In English, the letter x is usually pronounced ks, as in toxicology and salpinx, although if it’s followed by a so called i-glide, an i followed by a vowel or a u as in tune, it may become ksh, as in noxious and flexure. Sometimes at the end of a word it isn’t pronounced at all, as in tic douloureux and rouleaux. In the middle of a word it may be pronounced gz, as in maxillary and anxiety, and sometimes gzh, as in luxurious. And at the start of a word it is usually pronounced z, as in xanthopsia and xeroderma. Unusually, at the start of a word it is sometimes pronounced like the name of the letter ex, as in x-ray, Xmas, and the surname of the telepathic X-man Professor Charles Xavier (or Professor X), pronounced ex-ay-vee-er.

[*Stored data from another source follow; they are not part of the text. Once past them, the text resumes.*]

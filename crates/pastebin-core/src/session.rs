//! Session state
//!
//! Holds the current identity (or none) and a readiness flag. The identity
//! provider's change notifications flow into it through a `SessionWatcher`,
//! which is started once when the client starts and stopped on shutdown.

use std::sync::Arc;

use tokio::sync::watch;
use tokio::task::JoinHandle;
use tracing::debug;

use crate::gateway::IdentityProvider;
use crate::models::Session;

/// Point-in-time view of the session state
#[derive(Debug, Clone, Default, PartialEq, Eq)]
pub struct SessionSnapshot {
    /// The signed-in identity, or `None` for anonymous browsing
    pub session: Option<Session>,
    /// Whether the provider has reported at least once
    pub ready: bool,
}

/// Process-wide session state
///
/// Cheap to clone; all clones share one value.
#[derive(Debug, Clone)]
pub struct SessionState {
    tx: Arc<watch::Sender<SessionSnapshot>>,
}

impl Default for SessionState {
    fn default() -> Self {
        Self::new()
    }
}

impl SessionState {
    pub fn new() -> Self {
        let (tx, _) = watch::channel(SessionSnapshot::default());
        Self { tx: Arc::new(tx) }
    }

    /// Current snapshot
    pub fn snapshot(&self) -> SessionSnapshot {
        self.tx.borrow().clone()
    }

    /// Current session, if signed in
    pub fn current(&self) -> Option<Session> {
        self.tx.borrow().session.clone()
    }

    /// Uid of the current session
    pub fn uid(&self) -> Option<String> {
        self.tx.borrow().session.as_ref().map(|s| s.uid.clone())
    }

    pub fn is_ready(&self) -> bool {
        self.tx.borrow().ready
    }

    /// Replace the session and mark the state ready
    pub fn set(&self, session: Option<Session>) {
        self.tx.send_replace(SessionSnapshot {
            session,
            ready: true,
        });
    }

    /// Observe session changes
    pub fn observe(&self) -> watch::Receiver<SessionSnapshot> {
        self.tx.subscribe()
    }
}

/// Forwards identity-provider notifications into a `SessionState`
///
/// The forwarding task is aborted by `stop()` or when the watcher is dropped.
#[derive(Debug)]
pub struct SessionWatcher {
    handle: Option<JoinHandle<()>>,
}

impl SessionWatcher {
    /// Install the subscription
    ///
    /// The provider's present session is applied immediately; the state is
    /// ready once this returns. Must be called within a tokio runtime.
    pub fn start(provider: &dyn IdentityProvider, state: SessionState) -> Self {
        let mut rx = provider.subscribe();
        state.set(rx.borrow_and_update().clone());

        let handle = tokio::spawn(async move {
            while rx.changed().await.is_ok() {
                let session = rx.borrow_and_update().clone();
                debug!(
                    "Session changed: {}",
                    session.as_ref().map(|s| s.uid.as_str()).unwrap_or("<none>")
                );
                state.set(session);
            }
            debug!("Identity provider closed its session channel");
        });

        Self {
            handle: Some(handle),
        }
    }

    /// Whether the forwarding task is still installed
    pub fn is_running(&self) -> bool {
        self.handle.as_ref().is_some_and(|h| !h.is_finished())
    }

    /// Release the subscription
    pub fn stop(&mut self) {
        if let Some(handle) = self.handle.take() {
            handle.abort();
        }
    }
}

impl Drop for SessionWatcher {
    fn drop(&mut self) {
        self.stop();
    }
}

It was Descartes who, in his Géométrie of 1637, introduced the letters z, y, and x as symbols for unknown variables, contrasting them with the symbols for known variables, a, b, and c. The Cartesian coordinate system uses one, two, or three axes, labelled x, y, and z. The invention linked Euclidean geometry to algebra, and although it was named after Descartes, a similar graphing system had been used by Nicole Oresme, a 14th century French cleric. A good example of the law of Non-Original Malappropriate Eponymous Nomenclature (NOMEN), which states that no entity is named after its discoverer.

This use of x to denote an algebraic unknown led to its more general use in this way. X-rays (X-Strahlen) were so called by Röntgen when he described them in 1896, because he did not know what they were. Syndrome X was originally the name used in the 1970s to describe the enigmatic syndrome of angina pectoris in the presence of angiographically normal coronary arteries. Later it came to be known as the cardiac syndrome X, after Gerald Reaven, in his 1988 Banting lecture, described a syndrome of insulin resistance, hyperinsulinaemia, abnormal glucose tolerance, increased triglycerides, reduced HDL-cholesterol, and hypertension, and called it Syndrome X, now known as the metabolic syndrome.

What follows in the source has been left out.